Edmonton

Alberta wrestling royalty subject of new documentary

Two Edmonton filmmakers are ready to rumble with a new documentary on troubled Alberta wrestler Teddy Hart. But producing it was quite the adventure, they say.
Teddy Hart was the youngest wrestler to sign a WWE contract. Now the Albertan is the subject of a feature-length documentary from two Edmonton filmmakers. (YouTube)

When Edmonton filmmakers Frederick Kroetsch and Kurt Spenrath first met wrestler Teddy Hart — in a bizarre mansion, surrounded by 40 Persian show cats, beautiful women, tattooed bikers and rappers —  they knew he would make a great reality show.

When he was 18, Hart was the youngest wrestler to sign a contract with World Wrestling Entertainment.

But the grandson of Stampede Wrestling founder Stu Hart never really experienced glory in the ring. He's perhaps better known for his troubles with the law, penchant for cat breeding and strange behaviour than for wrestling. 

And these antics make for great TV, the filmmakers said.

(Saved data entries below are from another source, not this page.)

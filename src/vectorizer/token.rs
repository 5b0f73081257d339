use indexmap::IndexMap;
use serde::{Deserialize, Serialize};

/// Split a query into terms.
///
/// Lowercases, splits on anything that is not alphanumeric or `_`, and keeps
/// terms of two or more characters. `"Men's Running-Sandals"` becomes
/// `["men", "running", "sandals"]`.
pub fn tokenize(text: &str) -> Vec<String> {
    text.split(|c: char| !(c.is_alphanumeric() || c == '_'))
        .filter(|t| t.chars().count() >= 2)
        .map(|t| t.to_lowercase())
        .collect()
}

/// Counts how often each term appears in one document.
/// Insertion order is preserved so iteration is deterministic.
///
/// # Examples
/// ```
/// use search_insights::TermFrequency;
/// let tf = TermFrequency::from_text("red shoes red");
/// assert_eq!(tf.term_count("red"), 2);
/// assert_eq!(tf.term_sum(), 3);
/// ```
#[derive(Serialize, Deserialize, Debug, Clone, Default, PartialEq)]
pub struct TermFrequency {
    #[serde(with = "indexmap::map::serde_seq")]
    term_count: IndexMap<String, u32>,
    total_term_count: u64,
}

/// Term insertion
impl TermFrequency {
    pub fn new() -> Self {
        TermFrequency {
            term_count: IndexMap::new(),
            total_term_count: 0,
        }
    }

    /// Tokenize `text` and count its terms
    pub fn from_text(text: &str) -> Self {
        let mut tf = Self::new();
        tf.add_terms(&tokenize(text));
        tf
    }

    /// Add one occurrence of a term
    ///
    /// # Arguments
    /// * `term` - term to add
    #[inline]
    pub fn add_term(&mut self, term: &str) -> &mut Self {
        let count = self.term_count.entry(term.to_string()).or_insert(0);
        *count += 1;
        self.total_term_count += 1;
        self
    }

    /// Add several terms
    ///
    /// # Arguments
    /// * `terms` - slice of terms to add
    #[inline]
    pub fn add_terms<T>(&mut self, terms: &[T]) -> &mut Self
    where
        T: AsRef<str>,
    {
        for term in terms {
            self.add_term(term.as_ref());
        }
        self
    }
}

/// Term statistics
impl TermFrequency {
    /// Occurrences of `term`, 0 if absent
    #[inline]
    pub fn term_count(&self, term: &str) -> u32 {
        *self.term_count.get(term).unwrap_or(&0)
    }

    /// Total number of term occurrences
    #[inline]
    pub fn term_sum(&self) -> u64 {
        self.total_term_count
    }

    /// Number of distinct terms
    #[inline]
    pub fn term_num(&self) -> usize {
        self.term_count.len()
    }

    #[inline]
    pub fn is_empty(&self) -> bool {
        self.term_count.is_empty()
    }

    #[inline]
    pub fn contains_term(&self, term: &str) -> bool {
        self.term_count.contains_key(term)
    }

    /// Distinct terms in first-seen order
    ///
    /// # Returns
    /// * `Vec<&str>` - term set
    #[inline]
    pub fn term_set_ref_str(&self) -> Vec<&str> {
        self.term_count.keys().map(|s| s.as_str()).collect()
    }

    /// (term, count) pairs in first-seen order
    #[inline]
    pub fn iter(&self) -> impl Iterator<Item = (&str, u32)> {
        self.term_count.iter().map(|(t, &c)| (t.as_str(), c))
    }
}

"For example, he just had a tryout with one of the big wrestling promotions down in Mexico and he was told there are three things you need to do to succeed: 'show up on time, show up without an entourage, and leave the cats at home,' " Spenrath told Edmonton AM. '

"Well, he showed up an hour late to the press conference with an entourage and a car full of cats. And we filmed it all."

His wrestling persona and his real life persona have blurred into this manic personality.- Kurt Spenrath,  filmmaker

The filmmakers began developing the reality show with the Discovery Channel, but had to stop production when Hart was charged with sexual assault. The men decided to keep filming, and are hoping to turn the footage into a documentary called Hart of Darkness.

The first 15 minutes will air on Bravo sometime after May, they said. They're currently looking for financing to produce and air the full-length documentary.

Kroetsch and Spenrath said Hart's antics, at times, had them in a bit of a headlock. They even questioned whether they should even be filming a show based on him.

At times, he was charismatic, like a cult leader, they said. Other times, he would get angry. It was all part of the rollercoaster ride of filming him. 

"Sometimes we question should we be pointing a camera at a monster," Spenrath said.

"His wrestling persona and his real life persona have blurred into this manic personality, so it's hard to tell what he's thinking. He's very charismatic, so sometimes I think we kind of like him and sometimes we hate him. It flips back and forth."

Kroetsch and Spenrath said Hart still hopes to make it as a professional wrestler, but he might have to check his attitude in the locker room first. 

"We spent a lot of time in his proximity, and he's interesting," Spenrath said. "It is absolutely never boring with him. I think there's an adrenaline rush that you get from spending time with him."